Mapping of the potential nuclear export signals (NES) of YB-1 and subcellular localization of the carboxy-terminal YB-1 protein fragment (CTF). A. Diagram on putative NES within the YB-1 protein. The composition of generated NES-constructs, denoted P1–57, P52–101, P52–146, and P69–146 with GFP-tags is provided. B. Localization of the tested constructs, denoted P69–146, P52–146, and P100–109, with GFP-tags in RMCs. The histograms provide quantification of the staining pattern. 100 transfected cells were assessed for each construct. C. Co-localization of P52–101 and α-smooth muscle actin in RMC. Cells were transfected with P52–101 (GFP-tagged) and after fixation, immuno-stained for α-smooth muscle actin (TRITC labelling). In the right column (GFP + TRITC) an overlay of TRITC and GFP staining is presented.
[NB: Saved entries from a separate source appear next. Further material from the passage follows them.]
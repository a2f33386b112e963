//! Cross-file relationship resolution.
//!
//! Resolution runs over one arena. Every declaration of the repository is
//! indexed first; each reference is then resolved in a flat loop against that
//! table, so forward and cyclic references need no ordering. Edges and
//! clusters point at arena indices, never at live records.
//!
//! Lookup cascade for a reference (first non-empty step wins):
//! 1. same-file scope chain, innermost scope outward
//! 2. named import bindings
//! 3. wildcard imports
//! 4. same-package files (Go, Java)
//! 5. receiver-qualified lookups (module aliases, `self`/`this`, type names)
//! 6. global fallbacks by method or class name

use std::collections::{HashMap, HashSet};

use indexmap::IndexMap;

use crate::config::TieBreak;
use crate::graph::ids;
use crate::indexer::imports::{python_submodule, resolve_import, ImportTarget, RepoLayout};
use crate::indexer::symbols::FileSymbols;
use crate::models::{
    join_qualified, DeclKind, EdgeKind, ImportClause, Language, NodeId, RefKind, SymbolRecord,
    TargetHint,
};

pub type FileId = usize;
pub type DeclId = usize;

/// An arena handle to a graph node: a file or one of its declarations.
#[derive(Debug, Clone, Copy, PartialEq, Eq, Hash, PartialOrd, Ord)]
pub enum SymbolRef {
    File(FileId),
    Decl(DeclId),
}

#[derive(Debug, Clone)]
pub struct FileEntry {
    pub path: String,
    pub language: Language,
    pub module: String,
}

#[derive(Debug, Clone)]
pub struct DeclEntry {
    pub file: FileId,
    pub kind: DeclKind,
    pub name: String,
    pub qualified: String,
    pub enclosing: Option<DeclId>,
    pub top_level: bool,
    pub start_line: u32,
    pub end_line: u32,
    pub bytes: u64,
}

/// One statically resolved reference occurrence.
#[derive(Debug, Clone, Copy, PartialEq, Eq)]
pub struct ResolvedEdge {
    pub source: SymbolRef,
    pub target: SymbolRef,
    pub kind: EdgeKind,
}

/// References from one source with the same written target that resolved to
/// zero or several candidates.
#[derive(Debug, Clone)]
pub struct AmbiguousCluster {
    pub cluster_id: String,
    pub source: SymbolRef,
    pub target_text: String,
    pub kind: RefKind,
    pub candidates: Vec<DeclId>,
    pub reference_count: u64,
    pub path: String,
    pub line: u32,
}

#[derive(Debug, Clone)]
pub struct ExternalImport {
    pub file: FileId,
    pub module: String,
    pub line: u32,
}

#[derive(Debug, Clone, Default)]
pub struct RelationMap {
    pub files: Vec<FileEntry>,
    pub decls: Vec<DeclEntry>,
    pub edges: Vec<ResolvedEdge>,
    pub clusters: Vec<AmbiguousCluster>,
    pub external_imports: Vec<ExternalImport>,
}

impl RelationMap {
    pub fn node_id(&self, symbol: SymbolRef) -> NodeId {
        match symbol {
            SymbolRef::File(file) => ids::file_node_id(&self.files[file].path),
            SymbolRef::Decl(decl) => {
                let entry = &self.decls[decl];
                ids::node_id(entry.kind.into(), &self.files[entry.file].path, &entry.qualified)
            }
        }
    }

    /// Qualified name of a declaration, path of a file.
    pub fn display_name(&self, symbol: SymbolRef) -> &str {
        match symbol {
            SymbolRef::File(file) => &self.files[file].path,
            SymbolRef::Decl(decl) => &self.decls[decl].qualified,
        }
    }

    pub fn ambiguous_references(&self) -> u64 {
        self.clusters.iter().map(|c| c.reference_count).sum()
    }
}

/// Resolve every reference of `files` into edges, clusters and external
/// imports. `layout` lists every crawled file, usable or not.
pub fn map_relations(files: &[FileSymbols], layout: &RepoLayout, tie_break: TieBreak) -> RelationMap {
    let mut mapper = Mapper {
        inputs: files,
        layout,
        tie_break,
        map: RelationMap::default(),
        index: DeclIndex::default(),
        clusters: IndexMap::new(),
    };
    mapper.index_declarations();
    for file in 0..files.len() {
        mapper.resolve_file(file);
    }
    let map = mapper.finish();
    tracing::debug!(
        files = map.files.len(),
        declarations = map.decls.len(),
        edges = map.edges.len(),
        clusters = map.clusters.len(),
        external = map.external_imports.len(),
        "relationships mapped"
    );
    map
}

// ---------------------------------------------------------------------------
// Indexes
// ---------------------------------------------------------------------------

#[derive(Default)]
struct DeclIndex {
    file_by_path: HashMap<String, FileId>,
    by_qualified: HashMap<String, Vec<DeclId>>,
    by_file_qualified: HashMap<(FileId, String), Vec<DeclId>>,
    /// Module-level declarations by (file, name).
    top_level: HashMap<(FileId, String), Vec<DeclId>>,
    by_name: HashMap<String, Vec<DeclId>>,
    members: HashMap<(DeclId, String), Vec<DeclId>>,
    /// Files sharing a package, for languages where that implies visibility.
    packages: HashMap<(Language, String), Vec<FileId>>,
}

/// Names a file can see through its imports.
#[derive(Default)]
struct FileScope {
    bindings: HashMap<String, Vec<DeclId>>,
    module_aliases: HashMap<String, Vec<FileId>>,
    wildcard_files: Vec<FileId>,
    /// Local names bound by imports that resolve outside the repository (or
    /// to something that is not a declaration); references through them are
    /// dropped.
    external: HashSet<String>,
}

enum Lookup {
    /// Candidates reachable from the reference; exactly one resolves it.
    Visible(Vec<DeclId>),
    /// Not statically resolvable; same-named declarations, for inference.
    Unscoped(Vec<DeclId>),
    External,
}

fn is_callable_target(kind: DeclKind) -> bool {
    kind.is_callable() || kind == DeclKind::Class
}

fn is_identifier(text: &str) -> bool {
    let mut chars = text.chars();
    matches!(chars.next(), Some(c) if c.is_alphabetic() || c == '_' || c == '$')
        && chars.all(|c| c.is_alphanumeric() || c == '_' || c == '$')
}

/// Type named by a receiver: `Engine` or `Engine(...)`.
fn receiver_type_name(receiver: &str) -> Option<&str> {
    let name = match receiver.split_once('(') {
        Some((head, _)) if receiver.ends_with(')') => head,
        Some(_) => return None,
        None => receiver,
    };
    is_identifier(name).then_some(name)
}

/// Leading identifier of a receiver expression (`os` of `os.path`).
fn receiver_head(receiver: &str) -> &str {
    let end = receiver
        .find(|c: char| c == '.' || c == '(' || c == '[')
        .unwrap_or(receiver.len());
    &receiver[..end]
}

struct Mapper<'a> {
    inputs: &'a [FileSymbols],
    layout: &'a RepoLayout,
    tie_break: TieBreak,
    map: RelationMap,
    index: DeclIndex,
    clusters: IndexMap<(SymbolRef, String, RefKind), AmbiguousCluster>,
}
D. Rat mesangial cells were transfected with an expression vector encoding for GFP-tagged CTF of YB-1 (pCTF). The subcellular localization was assessed using confocal laser scanning microscopy. The histogram provides quantification of the staining pattern. 100 transfected cells were counted. E. Localization of WT YB-1-GFP and CTF in co-transfected RMC. Cells were transfected with an expression vector encoding for WT YB-1-GFP and pSG-5(CTF), encoding for the untagged CTF. Furthermore, RMC were transfected with pCTF (GFP-tagged CTF) and the expression vector pSG5(YB-1) encoding for untagged YB-1. The subcellular localization was determined using confocal laser scanning microscopy. The histograms provide quantification of the staining pattern for 100 transfected cells.